Smalltalk › Squeak › Squeak - Dev

FileStream and TextConverters etc (reposting from another thread)

_‹ Previous Topic Next Topic _›

Classic

List

Threaded

8 messages Options

Göran Krampe

FileStream and TextConverters etc (reposting from another thread)

Hi!

I decided to repost this bit below since I think most people missed it
(it was in the SqueakMap thread):
---------
Btw, yesterday I was staring at the MultiByteFileStream stuff and...
well, IMHO it would have been better *for me* (other users may have
other stories to tell) if the default was binary and not ascii. The
principle of least surprise. If I open a filestream and don't tell it
*anything*, then I would expect it to just feed me the bits and bytes -
as Strings or ByteArrays, but not doing any conversions or line end
mumbo jumbo or any other non expected "nice things". An example of this
is inspecting a file in the file list - I really appreciated the fact
that filelist didn't do *any* conversion on the stuff it showed me - now
it does. And I also wonder where the hex view went... anyway:

Yesterday my collegue wanted to save stuff with platform specific line
endings (wantsLineEndConversion: true etc) but NOT doing any other
conversions. We realized that you can't set converter to nil - it will
lazily set itself to the default platform converter (seems to me at
least). And if you tell the stream to be binary it will not do line end
conversions.

What I ended up doing was creating NullTextConverter (which does no
conversion at all, trivial to write) and then it worked fine. It seems
to me that a
cleaner approach here would be to:

1. Do line end conversions or not regardless of the 2 choices below..
2. Binary or ascii - only decides if we use ByteArrays or Strings,
doesn't concern conversions or line ends.
3. Selection of converter where we also have a NullConverter that does
nothing.

IMHO (having not dissected this in total detail) the above three options
should be combinable. So for example, in our case we have utf8 strings
that we want to write out *as is* and use #cr to get platform specific
line endings.
-------------

I also think that a default FileStream should not do any line end
conversions or conversions at all by default (but still use Strings
instead of ByteArrays). In other words - I would like the "least
surprise" principle to hold. Am I alone in this idea? I love the work of
Yoshiki and friends in this area - I just want to iron out the small
"gotchas" with it.

Now, Yoshiki and all the rest of you - feel free to correct me with the
real facts. :)

regards, Göran

Andreas.Raab

Re: FileStream and TextConverters etc (reposting from another thread)
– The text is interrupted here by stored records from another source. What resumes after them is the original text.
use anyhow::{bail, Result};
use async_trait::async_trait;
use tracing::info;

use super::{run_writes, store_write, HandlerStores};
use crate::db::meetings::{MeetingRepository, MeetingStatus};
use crate::events::{EventHandler, EventKind, EventPayload, MeetingEvent};
use crate::sheet;

pub struct MeetingStartedHandler {
    stores: HandlerStores,
}

impl MeetingStartedHandler {
    pub fn new(stores: HandlerStores) -> Self {
        Self { stores }
    }
}

#[async_trait]
impl EventHandler for MeetingStartedHandler {
    fn name(&self) -> &'static str {
        "meeting-started"
    }

    fn kinds(&self) -> &'static [EventKind] {
        &[EventKind::MeetingStarted]
    }

    async fn handle(&self, payload: EventPayload, index: usize) -> Result<()> {
        let EventPayload::MeetingStarted(event) = payload else {
            bail!("{} cannot handle {}", self.name(), payload.kind().as_str());
        };
        let info = &event.meeting_info;
        info!(
            meeting_id = %info.meeting_id,
            subject = %info.subject,
            index,
            "Meeting started"
        );

        let creator = &info.creator;
        let writes = vec![
            store_write(
                "meeting",
                upsert_meeting(&self.stores, &event, MeetingStatus::Started),
            ),
            store_write("creator", async move {
                self.stores.users.upsert(creator, None).await?;
                Ok(())
            }),
            store_write(
                "sheet-meeting",
                mirror_meeting(&self.stores, &event, MeetingStatus::Started),
            ),
        ];

        run_writes(EventKind::MeetingStarted.as_str(), &info.meeting_id, writes).await
    }
}

pub struct MeetingEndedHandler {
    stores: HandlerStores,
}

impl MeetingEndedHandler {
    pub fn new(stores: HandlerStores) -> Self {
        Self { stores }
    }
}

#[async_trait]
impl EventHandler for MeetingEndedHandler {
    fn name(&self) -> &'static str {
        "meeting-ended"
    }

    fn kinds(&self) -> &'static [EventKind] {
        &[EventKind::MeetingEnded]
    }

    async fn handle(&self, payload: EventPayload, index: usize) -> Result<()> {
        let EventPayload::MeetingEnded(event) = payload else {
            bail!("{} cannot handle {}", self.name(), payload.kind().as_str());
        };
        let info = &event.meeting_info;
        info!(
            meeting_id = %info.meeting_id,
            end_time = info.end_time,
            index,
            "Meeting ended"
        );

        let writes = vec![
            store_write(
                "meeting",
                upsert_meeting(&self.stores, &event, MeetingStatus::Ended),
            ),
            store_write(
                "sheet-meeting",
                mirror_meeting(&self.stores, &event, MeetingStatus::Ended),
            ),
        ];

        run_writes(EventKind::MeetingEnded.as_str(), &info.meeting_id, writes).await
    }
}

async fn upsert_meeting(stores: &HandlerStores, event: &MeetingEvent, status: MeetingStatus) -> Result<()> {
    let platform = stores.platform.clone();
    let info = event.meeting_info.clone();
    stores
        .db
        .call(move |conn| MeetingRepository::upsert(conn, &platform, &info, Some(status)))
        .await?;
    Ok(())
}

async fn mirror_meeting(stores: &HandlerStores, event: &MeetingEvent, status: MeetingStatus) -> Result<()> {
    let info = &event.meeting_info;
    let key = sheet::meeting_key(&stores.platform, info);
    let fields = sheet::meeting_fields(&stores.platform, info, Some(status.as_str()));
    stores
        .sheet
        .upsert_record(&stores.tables.meetings, sheet::MEETING_KEY_FIELD, &key, fields)
        .await?;
    Ok(())
}

#[cfg(test)]
mod tests {
    use super::*;
    use crate::events::handlers::tests::{stores, RecordingSheet};
    use crate::platform::{MeetingInfo, ParticipantIdentity, ROOT_SUB_MEETING};
    use std::sync::Arc;

    fn event(end_time: i64) -> MeetingEvent {
        MeetingEvent {
            operate_time: 1_700_000_000_000,
            meeting_info: MeetingInfo {
                meeting_id: "m-7".to_string(),
                subject: "Standup".to_string(),
                creator: ParticipantIdentity {
                    userid: Some("alice".to_string()),
                    uuid: Some("U-ALICE".to_string()),
                    name: Some("Alice".to_string()),
                    ..Default::default()
                },
                start_time: 1_700_000_000,
                end_time,
                ..Default::default()
            },
            ..Default::default()
        }
    }

    #[tokio::test]
    async fn test_started_writes_all_stores() {
        let sheet = Arc::new(RecordingSheet::default());
        let stores = stores(sheet.clone());
        let handler = MeetingStartedHandler::new(stores.clone());

        handler
            .handle(EventPayload::MeetingStarted(event(0)), 0)
            .await
            .unwrap();

        let record = stores
            .db
            .call(|conn| MeetingRepository::find(conn, "tencent", "m-7", ROOT_SUB_MEETING))
            .await
            .unwrap()
            .unwrap();
        assert_eq!(record.status.as_deref(), Some("started"));
        assert!(stores.users.find_by_uuid("U-ALICE").await.unwrap().is_some());

        let writes = sheet.writes.lock().unwrap();
        assert_eq!(writes.len(), 1);
        assert_eq!(writes[0].0, "meetings");
        assert_eq!(writes[0].1, "tencent:m-7:__ROOT__");
        assert_eq!(writes[0].2["status"], "started");
    }

    #[tokio::test]
    async fn test_sheet_failure_does_not_block_database() {
        let sheet = Arc::new(RecordingSheet {
            fail: true,
            ..Default::default()
        });
        let stores = stores(sheet);
        let handler = MeetingEndedHandler::new(stores.clone());

        let result = handler
            .handle(EventPayload::MeetingEnded(event(1_700_003_600)), 0)
            .await;
        assert!(result.is_err());

        let record = stores
            .db
            .call(|conn| MeetingRepository::find(conn, "tencent", "m-7", ROOT_SUB_MEETING))
            .await
            .unwrap()
            .unwrap();
        assert_eq!(record.status.as_deref(), Some("ended"));
        assert_eq!(record.end_time, 1_700_003_600);
    }

    #[test]
    fn test_supports() {
        let stores = stores(Arc::new(RecordingSheet::default()));
        let handler = MeetingStartedHandler::new(stores);
        assert!(handler.supports("meeting.started"));
        assert!(!handler.supports("meeting.end"));
    }
}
See http://minnow.cc.gatech.edu/squeak/3342

Cheers,
- Andreas

PS. The above is a way of saying KISS. [Standard|CrLf|MultiByte]
FileStream is *heavily* overloaded with lots of dependent
responsibilities and the best way to deal with these issues top to
bottom is to refactor the dimensions somewhat - for example by making
"text writing" (lf conversion, encodings) an independent dimension from
"byte writing" (file i/o).

[hidden email] wrote:

> Hi!
>
> I decided to repost this bit below since I think most people missed it
> (it was in the SqueakMap thread):
> ---------
> Btw, yesterday I was staring at the MultiByteFileStream stuff and...
> well, IMHO it would have been better *for me* (other users may have
> other stories to tell) if the default was binary and not ascii. The
> principle of least surprise. If I open a filestream and don't tell it
> *anything*, then I would expect it to just feed me the bits and bytes -
> as Strings or ByteArrays, but not doing any conversions or line end
> mumbo jumbo or any other non expected "nice things". An example of this
> is inspecting a file in the file list - I really appreciated the fact
> that filelist didn't do *any* conversion on the stuff it showed me - now
> it does. And I also wonder where the hex view went... anyway:
>
> Yesterday my collegue wanted to save stuff with platform specific line
> endings (wantsLineEndConversion: true etc) but NOT doing any other
> conversions. We realized that you can't set converter to nil - it will
> lazily set itself to the default platform converter (seems to me at
> least). And if you tell the stream to be binary it will not do line end
> conversions.
>
> What I ended up doing was creating NullTextConverter (which does no
> conversion at all, trivial to write) and then it worked fine. It seems
> to me that a
> cleaner approach here would be to:
>
> 1. Do line end conversions or not regardless of the 2 choices below..
> 2. Binary or ascii - only decides if we use ByteArrays or Strings,
> doesn't concern conversions or line ends.
> 3. Selection of converter where we also have a NullConverter that does
> nothing.
>
> IMHO (having not dissected this in total detail) the above three options
> should be combinable. So for example, in our case we have utf8 strings
> that we want to write out *as is* and use #cr to get platform specific
> line endings.
> -------------
>
> I also think that a default FileStream should not do any line end
> conversions or conversions at all by default (but still use Strings
> instead of ByteArrays). In other words - I would like the "least
> surprise" principle to hold. Am I alone in this idea? I love the work of
> Yoshiki and friends in this area - I just want to iron out the small
> "gotchas" with it.
>
> Now, Yoshiki and all the rest of you - feel free to correct me with the
> real facts. :)
>
> regards, Göran
>
>

Yoshiki Ohshima

Re: FileStream and TextConverters etc (reposting from another thread)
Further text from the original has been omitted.